Italian Consensus Conference--overweight, obesity and health

Affiliations
  • PMID: 1778663
Review

Italian Consensus Conference--overweight, obesity and health

G Crepaldi et al. Int J Obes. 1991 Nov.

Abstract

On 5 and 6 April 1991, at the National Research Council (CNR) in Rome, a Consensus Conference on the relationship between overweight, obesity and health was held. The conference was sponsored by FATMA (Applied Project on Disease Factors of the CNR) and UICO (Italian Society for the Study of Obesity) with the purpose of establishing guidelines for health employees. The development of the conference followed the methodology set down by OMAR to obtain a rational and significant consensus on the answers to six basic questions prepared by the planning committee.
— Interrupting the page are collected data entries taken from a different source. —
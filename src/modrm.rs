//! ModR/M and displacement walking
//!
//! Extracts the register field of the ModR/M byte and measures the
//! addressing bytes (SIB and displacement) that sit between ModR/M and a
//! trailing immediate.

use crate::error::{DecodeError, Result};
use crate::mode::Mode;
use crate::prefix::DecodeFlags;

const MOD_INDIRECT: u8 = 0;
const MOD_INDIRECT_DISP8: u8 = 1;
const MOD_INDIRECT_DISP32: u8 = 2;
const MOD_DIRECT: u8 = 3;
const RM_SIB: u8 = 4;
const RM_DISP32: u8 = 5;
const RM16_DISP16: u8 = 6;
const SIB_BASE_NONE: u8 = 5;

/// The addressing mode selected by ModR/M.mod
#[derive(Debug, Clone, Copy, PartialEq, Eq)]
pub enum Mod {
    /// `[base]`, or an absolute/RIP-relative displacement for r/m == 5
    Indirect,
    /// `[base + disp8]`
    IndirectDisp8,
    /// `[base + disp32]` (`disp16` under 16-bit addressing)
    IndirectDisp32,
    /// Register operand, no memory access
    Direct,
}

/// A ModR/M byte
#[derive(Debug, Clone, Copy, PartialEq, Eq, Default)]
pub struct ModRm(pub u8);

impl From<u8> for ModRm {
    fn from(val: u8) -> Self {
        ModRm(val)
    }
}

impl ModRm {
    pub fn get_mod(self) -> Mod {
        match (self.0 >> 6) & 0x3 {
            MOD_INDIRECT => Mod::Indirect,
            MOD_INDIRECT_DISP8 => Mod::IndirectDisp8,
            MOD_INDIRECT_DISP32 => Mod::IndirectDisp32,
            MOD_DIRECT => Mod::Direct,
            _ => unreachable!("Mod has only two bits"),
        }
    }

    /// ModR/M.reg (bits 3..5)
    #[inline]
    pub fn reg(self) -> u8 {
        (self.0 >> 3) & 0x7
    }

    /// ModR/M.rm (bits 0..2)
    #[inline]
    pub fn rm(self) -> u8 {
        self.0 & 0x7
    }

    /// Register index named by the reg field, extended by REX.R
    #[inline]
    pub fn register_index(self, register_extension_bit: u8) -> u8 {
        self.reg() | ((register_extension_bit & 1) << 3)
    }
}

/// Split a ModR/M byte into its mode and (REX.R extended) register index.
pub fn decode_modrm(byte: u8, register_extension_bit: u8) -> (Mod, u8) {
    let modrm = ModRm(byte);
    (modrm.get_mod(), modrm.register_index(register_extension_bit))
}

/// Byte layout of a memory operand, starting at the ModR/M byte
#[derive(Debug, Clone, Copy, PartialEq, Eq)]
pub struct MemoryOperand {
    pub modrm: ModRm,
    /// A SIB byte follows ModR/M
    pub has_sib: bool,
    /// Displacement size in bytes (0, 1, 2 or 4)
    pub displacement_len: usize,
}

impl MemoryOperand {
    /// ModR/M, SIB and displacement bytes together
    #[inline]
    pub fn encoded_len(&self) -> usize {
        1 + self.has_sib as usize + self.displacement_len
    }

    /// Read the displacement as a sign-extended value
    pub fn displacement(&self, code: &[u8]) -> Result<i64> {
        let start = 1 + self.has_sib as usize;
        let bytes = code
            .get(start..start + self.displacement_len)
            .ok_or(DecodeError::Truncated)?;
        Ok(match *bytes {
            [] => 0,
            [b] => b as i8 as i64,
            [b0, b1] => i16::from_le_bytes([b0, b1]) as i64,
            [b0, b1, b2, b3] => i32::from_le_bytes([b0, b1, b2, b3]) as i64,
            _ => unreachable!("displacement is 0, 1, 2 or 4 bytes"),
        })
    }
}

/// Walk the memory operand whose ModR/M byte starts `code`.
///
/// Fails with [`DecodeError::NotAMemoryOperand`] for register-direct forms.
pub fn walk_memory_operand<M: Mode>(code: &[u8], flags: DecodeFlags) -> Result<MemoryOperand> {
    let modrm = ModRm(*code.first().ok_or(DecodeError::Truncated)?);
    let r#mod = modrm.get_mod();

    if r#mod == Mod::Direct {
        log::warn!("not a memory access instruction, modrm=0x{:02x}", modrm.0);
        return Err(DecodeError::NotAMemoryOperand);
    }

    if M::ADDRESS_OVERRIDE_IS_16BIT && flags.contains(DecodeFlags::ADDRESS_SIZE_OVERRIDE) {
        let displacement_len = match r#mod {
            Mod::Indirect if modrm.rm() == RM16_DISP16 => 2,
            Mod::Indirect => 0,
            Mod::IndirectDisp8 => 1,
            _ => 2,
        };
        return Ok(MemoryOperand {
            modrm,
            has_sib: false,
            displacement_len,
        });
    }

    let mut displacement_len = match r#mod {
        Mod::Indirect if modrm.rm() == RM_DISP32 => 4,
        Mod::Indirect => 0,
        Mod::IndirectDisp8 => 1,
        _ => 4,
    };

    let has_sib = modrm.rm() == RM_SIB;
    if has_sib {
        let sib = *code.get(1).ok_or(DecodeError::Truncated)?;
        if r#mod == Mod::Indirect && (sib & 0x7) == SIB_BASE_NONE {
            displacement_len = 4;
        }
    }

    Ok(MemoryOperand {
        modrm,
        has_sib,
        displacement_len,
    })
}

#[cfg(test)]
mod tests {
    use super::*;
    use crate::mode::{Amd64, Ia32};

    fn walk32(code: &[u8]) -> Result<MemoryOperand> {
        walk_memory_operand::<Ia32>(code, DecodeFlags::empty())
    }

    #[test]
    fn register_field_and_extension() {
        assert_eq!(decode_modrm(0x05, 0), (Mod::Indirect, 0));
        assert_eq!(decode_modrm(0x3D, 0), (Mod::Indirect, 7));
        assert_eq!(decode_modrm(0x3D, 1), (Mod::Indirect, 15));
        assert_eq!(decode_modrm(0x48, 0), (Mod::IndirectDisp8, 1));
        assert_eq!(decode_modrm(0x90, 1), (Mod::IndirectDisp32, 10));
        assert_eq!(decode_modrm(0xC1, 0), (Mod::Direct, 0));
    }

    #[test]
    fn absolute_displacement() {
        let op = walk32(&[0x05, 0x11, 0x22, 0x33, 0x44]).unwrap();
        assert!(!op.has_sib);
        assert_eq!(op.displacement_len, 4);
        assert_eq!(op.encoded_len(), 5);
        assert_eq!(op.displacement(&[0x05, 0x11, 0x22, 0x33, 0x44]), Ok(0x44332211));
    }

    #[test]
    fn displacement_sizes_by_mod() {
        assert_eq!(walk32(&[0x00]).unwrap().displacement_len, 0);
        assert_eq!(walk32(&[0x40]).unwrap().displacement_len, 1);
        assert_eq!(walk32(&[0x80]).unwrap().displacement_len, 4);
        assert_eq!(walk32(&[0xC0]), Err(DecodeError::NotAMemoryOperand));
    }

    #[test]
    fn negative_disp8() {
        let code = [0x43, 0xF0];
        let op = walk32(&code).unwrap();
        assert_eq!(op.displacement(&code), Ok(-16));
    }

    #[test]
    fn sib_forms() {
        // [eax + ecx*4]
        let op = walk32(&[0x04, 0x88]).unwrap();
        assert!(op.has_sib);
        assert_eq!(op.encoded_len(), 2);
        // [ecx*4 + disp32]: SIB base 5 with mod 0
        let op = walk32(&[0x04, 0x8D, 0, 0, 0, 0]).unwrap();
        assert_eq!(op.displacement_len, 4);
        assert_eq!(op.encoded_len(), 6);
        // [ebp + ecx*4 + disp8]
        let op = walk32(&[0x44, 0x8D, 0x10]).unwrap();
        assert_eq!(op.displacement_len, 1);
        assert_eq!(op.encoded_len(), 3);
        assert_eq!(walk32(&[0x04]), Err(DecodeError::Truncated));
    }

    #[test]
    fn sixteen_bit_addressing_in_ia32() {
        let flags = DecodeFlags::ADDRESS_SIZE_OVERRIDE;
        let op = walk_memory_operand::<Ia32>(&[0x06, 0x34, 0x12], flags).unwrap();
        assert_eq!(op.displacement_len, 2);
        assert_eq!(op.displacement(&[0x06, 0x34, 0x12]), Ok(0x1234));
        let op = walk_memory_operand::<Ia32>(&[0x84], flags).unwrap();
        assert!(!op.has_sib);
        assert_eq!(op.displacement_len, 2);
    }

    #[test]
    fn address_override_keeps_32bit_layout_in_amd64() {
        let flags = DecodeFlags::ADDRESS_SIZE_OVERRIDE;
        let op = walk_memory_operand::<Amd64>(&[0x05], flags).unwrap();
        assert_eq!(op.displacement_len, 4);
    }

    #[test]
    fn missing_modrm() {
        assert_eq!(walk32(&[]), Err(DecodeError::Truncated));
    }
}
The questions were the pivotal point of the conference and were brought to the attention of all the attendees and widely diffused among the medical community; they were proposed with the aim of giving an exhaustive definition of obesity, to investigate its relationship with mortality and morbidity, to highlight its social characterization, to indicate methods of evaluation and recommendations for weight loss, to select groups at risk, and to focus general guidelines for research. After the presentation of the state of the art on 18 topics by experts in the field, the 22 members of the consensus panel, impartial experts from a vast area of the scientific community, discussed a draft document representing the answers to the questions, which was subsequently submitted to the 307 attendees, discussed and then approved. This paper is the definitive document of the Consensus Conference. The introduction explains the reasons which led to the decision to promote the conference six years after the one held in the United States. The methodology is then set out. The questions are answered in the form of recommendations and backed up by data and scientific evidence from the literature.